As we continue to struggle to find ways to create housing families can afford and to make the best use of remaining public and subsidized housing, it’s important to understand why “the projects” briefly flourished as working-class apartments and later became de facto poorhouses with daunting maintenance problems that led to widespread demolition.

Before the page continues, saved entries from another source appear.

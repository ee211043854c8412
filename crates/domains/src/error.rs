//! # AppError
//!
//! Centralized error handling for the dorm site.
//! Maps domain-specific failures to actionable error types.

use thiserror::Error;

/// The primary error type for all domain operations.
#[derive(Error, Debug, Clone, PartialEq, Eq)]
pub enum AppError {
    /// Missing or unknown bearer token, or bad login credentials.
    #[error("unauthorized: {0}")]
    Unauthorized(String),

    /// The bearer token was valid once but has aged out.
    #[error("session expired")]
    SessionExpired,

    /// Too many login attempts from one client.
    #[error("too many requests: {0}")]
    RateLimited(String),

    /// Validation failure (e.g., blank title, non-image upload, oversized file)
    #[error("validation error: {0}")]
    InvalidInput(String),

    /// A required external credential or destination is not configured.
    #[error("configuration error: {0}")]
    Configuration(String),

    /// File, database or object-storage failure.
    #[error("storage error: {0}")]
    Storage(String),

    /// The outbound email provider rejected or failed the send.
    #[error("delivery error: {0}")]
    Delivery(String),
}

impl AppError {
    pub fn storage(err: impl std::fmt::Display) -> Self {
        Self::Storage(err.to_string())
    }

    pub fn delivery(err: impl std::fmt::Display) -> Self {
        Self::Delivery(err.to_string())
    }
}

/// A specialized Result type for dorm-site logic.
pub type Result<T> = std::result::Result<T, AppError>;
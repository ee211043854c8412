//! # api-adapters
//!
//! The HTTP surface of the dorm site. Handlers translate requests into
//! service calls and `AppError`s into JSON error bodies; they never pick a
//! storage backend themselves.

#[cfg(feature = "web-axum")]
pub mod error;
#[cfg(feature = "web-axum")]
pub mod extract;
#[cfg(feature = "web-axum")]
pub mod handlers;
#[cfg(feature = "web-axum")]
pub mod middleware;
#[cfg(feature = "web-axum")]
pub mod multipart;
#[cfg(feature = "web-axum")]
pub mod router;
#[cfg(feature = "web-axum")]
pub mod state;

#[cfg(feature = "web-axum")]
pub use router::{build_router, RouterOptions, StaticUploads, BODY_LIMIT};
#[cfg(feature = "web-axum")]
pub use state::ApiState;
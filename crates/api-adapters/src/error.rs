//! Maps `AppError` onto HTTP responses.
//!
//! Client errors carry their own message. Server errors are logged with
//! their cause and answered with a fixed message chosen by the route, so
//! nothing internal leaks to the browser.

use axum::{
    http::StatusCode,
    response::{IntoResponse, Response},
    Json,
};
use domains::AppError;
use serde_json::json;
use tracing::error;

const GENERIC_MESSAGE: &str = "Internal server error";

#[derive(Debug)]
pub struct ApiError {
    error: AppError,
    public_message: &'static str,
}

impl ApiError {
    pub fn new(error: AppError, public_message: &'static str) -> Self {
        Self {
            error,
            public_message,
        }
    }

    pub fn invalid(message: impl Into<String>) -> Self {
        AppError::InvalidInput(message.into()).into()
    }

    pub fn status(&self) -> StatusCode {
        match self.error {
            AppError::InvalidInput(_) => StatusCode::BAD_REQUEST,
            AppError::Unauthorized(_) | AppError::SessionExpired => StatusCode::UNAUTHORIZED,
            AppError::RateLimited(_) => StatusCode::TOO_MANY_REQUESTS,
            AppError::Configuration(_) | AppError::Storage(_) | AppError::Delivery(_) => {
                StatusCode::INTERNAL_SERVER_ERROR
            }
        }
    }

    fn client_message(&self) -> String {
        match &self.error {
            AppError::Unauthorized(msg) | AppError::RateLimited(msg) | AppError::InvalidInput(msg) => {
                msg.clone()
            }
            AppError::SessionExpired => "session expired, please log in again".into(),
            _ => self.public_message.into(),
        }
    }
}

impl From<AppError> for ApiError {
    fn from(error: AppError) -> Self {
        Self::new(error, GENERIC_MESSAGE)
    }
}

/// Attaches the route's public failure message to a service result.
pub trait OrReport<T> {
    fn or_report(self, public_message: &'static str) -> Result<T, ApiError>;
}

impl<T> OrReport<T> for domains::Result<T> {
    fn or_report(self, public_message: &'static str) -> Result<T, ApiError> {
        self.map_err(|e| ApiError::new(e, public_message))
    }
}

impl IntoResponse for ApiError {
    fn into_response(self) -> Response {
        let status = self.status();
        if status.is_server_error() {
            error!(error = %self.error, "{}", self.public_message);
        }
        (status, Json(json!({ "error": self.client_message() }))).into_response()
    }
}

#[cfg(test)]
mod tests {
    use super::*;

    #[test]
    fn status_mapping_follows_the_taxonomy() {
        let cases = [
            (AppError::InvalidInput("x".into()), StatusCode::BAD_REQUEST),
            (AppError::Unauthorized("x".into()), StatusCode::UNAUTHORIZED),
            (AppError::SessionExpired, StatusCode::UNAUTHORIZED),
            (AppError::RateLimited("x".into()), StatusCode::TOO_MANY_REQUESTS),
            (AppError::Configuration("x".into()), StatusCode::INTERNAL_SERVER_ERROR),
            (AppError::Storage("x".into()), StatusCode::INTERNAL_SERVER_ERROR),
            (AppError::Delivery("x".into()), StatusCode::INTERNAL_SERVER_ERROR),
        ];
        for (error, status) in cases {
            assert_eq!(ApiError::from(error).status(), status);
        }
    }

    #[test]
    fn server_errors_hide_their_cause() {
        let err = ApiError::new(
            AppError::Storage("disk /var/data is full".into()),
            "Failed to create event",
        );
        assert_eq!(err.client_message(), "Failed to create event");

        let err = ApiError::from(AppError::InvalidInput("title and date are required".into()));
        assert_eq!(err.client_message(), "title and date are required");
    }
}
//! `ContentRepo` implementations.

pub mod json_file;

#[cfg(feature = "db-postgres")]
pub mod postgres;
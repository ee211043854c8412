//! Event use cases.

use std::sync::Arc;

use domains::{AppError, Clock, ContentRepo, Event, EventDraft, MediaStore, Record, Result};

use crate::content::{self, MAX_IMAGES};

pub struct EventService {
    repo: Arc<dyn ContentRepo<Event>>,
    media: Arc<dyn MediaStore>,
    clock: Arc<dyn Clock>,
}

impl EventService {
    pub fn new(repo: Arc<dyn ContentRepo<Event>>, media: Arc<dyn MediaStore>, clock: Arc<dyn Clock>) -> Self {
        Self { repo, media, clock }
    }

    /// Insertion order; events are never re-sorted.
    pub async fn list(&self) -> Result<Vec<Event>> {
        self.repo.list().await
    }

    pub async fn create(&self, draft: EventDraft) -> Result<Event> {
        // Only announcements are trimmed; a whitespace title is still a title.
        if draft.title.is_empty() || draft.date.is_empty() {
            return Err(AppError::InvalidInput("title and date are required".into()));
        }
        if draft.images.len() > MAX_IMAGES {
            return Err(AppError::InvalidInput(format!("at most {MAX_IMAGES} images are allowed")));
        }

        let uploads = content::prepare(draft.images, Event::COLLECTION)?;
        let images = content::store_all(self.media.as_ref(), uploads).await?;

        let event = Event {
            id: self.clock.now().timestamp_millis(),
            title: draft.title,
            date: draft.date,
            description: draft.description,
            images,
        };
        content::persist(self.repo.as_ref(), self.media.as_ref(), event).await
    }

    pub async fn delete(&self, id: i64) -> Result<()> {
        content::remove(self.repo.as_ref(), self.media.as_ref(), id).await
    }
}
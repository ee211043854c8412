//! Cross-cutting layers: request tracing and CORS.

use std::time::Duration;

use axum::http::{
    header::{AUTHORIZATION, CONTENT_TYPE},
    HeaderValue, Method,
};
use tower_http::{
    classify::{ServerErrorsAsFailures, SharedClassifier},
    cors::{AllowOrigin, Any, CorsLayer},
    trace::TraceLayer,
};
use tracing::warn;

/// One span per request with method, URI and status.
pub fn trace_layer() -> TraceLayer<SharedClassifier<ServerErrorsAsFailures>> {
    TraceLayer::new_for_http()
}

/// An empty origin list allows any origin; the admin token travels in a
/// header, never in cookies.
pub fn cors_policy(origins: &[String]) -> CorsLayer {
    let cors = CorsLayer::new()
        .allow_methods([Method::GET, Method::POST, Method::DELETE, Method::OPTIONS])
        .allow_headers([AUTHORIZATION, CONTENT_TYPE])
        .max_age(Duration::from_secs(3600));

    if origins.is_empty() {
        return cors.allow_origin(Any);
    }

    let allowed: Vec<HeaderValue> = origins
        .iter()
        .filter_map(|origin| match origin.trim().parse::<HeaderValue>() {
            Ok(value) => Some(value),
            Err(_) => {
                warn!(origin = %origin, "ignoring invalid CORS origin");
                None
            }
        })
        .collect();
    cors.allow_origin(AllowOrigin::list(allowed))
}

The fond memories of public housing’s golden age have been captured by extensive tenant oral histories, including those at a National Public Housing Museum in Chicago. Stories laced with nostalgia include those of Chicago’s public housing systems—of one of the nation’s largest—collected in a book tellingly titled When Public Housing Was Paradise: Building Community in Chicago. The author, J. D. Fuerst, recounts the oral histories he collected and what he calls a longing for “the almost bucolic world of public housing in the 1940s and the 1950s,” where the housing complexes were like “extended communities” and tenants assumed the responsibility for “cleaning hallways and porches and other common areas.” Fuerst’s interviews include one with Bertrand Ellis, a retired bank executive who lived with his parents in Chicago’s Ida B. Wells project from 1941 to 1955. The project, named for a legendary anti-lynching crusader, was later captured as a drug-infested, racially segregated dystopia by the filmmaker Frederick Wiseman. It did not start out that way, though.
“Life in Ida B. Wells was a wonderful experience for us,” said Ellis. “Three buildings formed a triangle and in the middle of that triangle was a playground. We grew up playing football, baseball, hockey. . . . We were poor kids in a poor neighborhood, but we didn’t know we were poor, really. We have everything kids could want.”
Another onetime tenant similarly recalled Cabrini-Green, the Chicago project combining row houses with 23 high-rise towers, bordered but not crossed by local streets. “You know, when I hear people say, wow, the projects are so tough and this and that, oh, that didn’t happen until later. It was a wonderful place to live, and I remember mixed races in the projects. We would have basketball tournaments and programs, and we would have a place called the Lower North Center in the Cabrini-Green Projects where young people could go participate in activities, . . . play basketball, do arts and crafts, take little field trips, and there were activities when I was growing up in the Cabrini-Green.”
So, too, were there once fond memories of the soon-to-be-notorious Pruitt-Igoe, the high-rise complex of 33 11-story buildings in St. Louis that replaced the frame houses of the Desoto-Carr neighborhood: “It was a big beautiful place, like a big hotel resort,” recalled Ruby Russell, an early tenant of the high-rise towers and campus grounds. “It was like an oasis in the desert. All this newness. I never thought I would live in that kind of surrounding.”
“It was a big beautiful place, like a big hotel resort,” recalled Ruby Russell, an early tenant of the high-rise towers and campus grounds.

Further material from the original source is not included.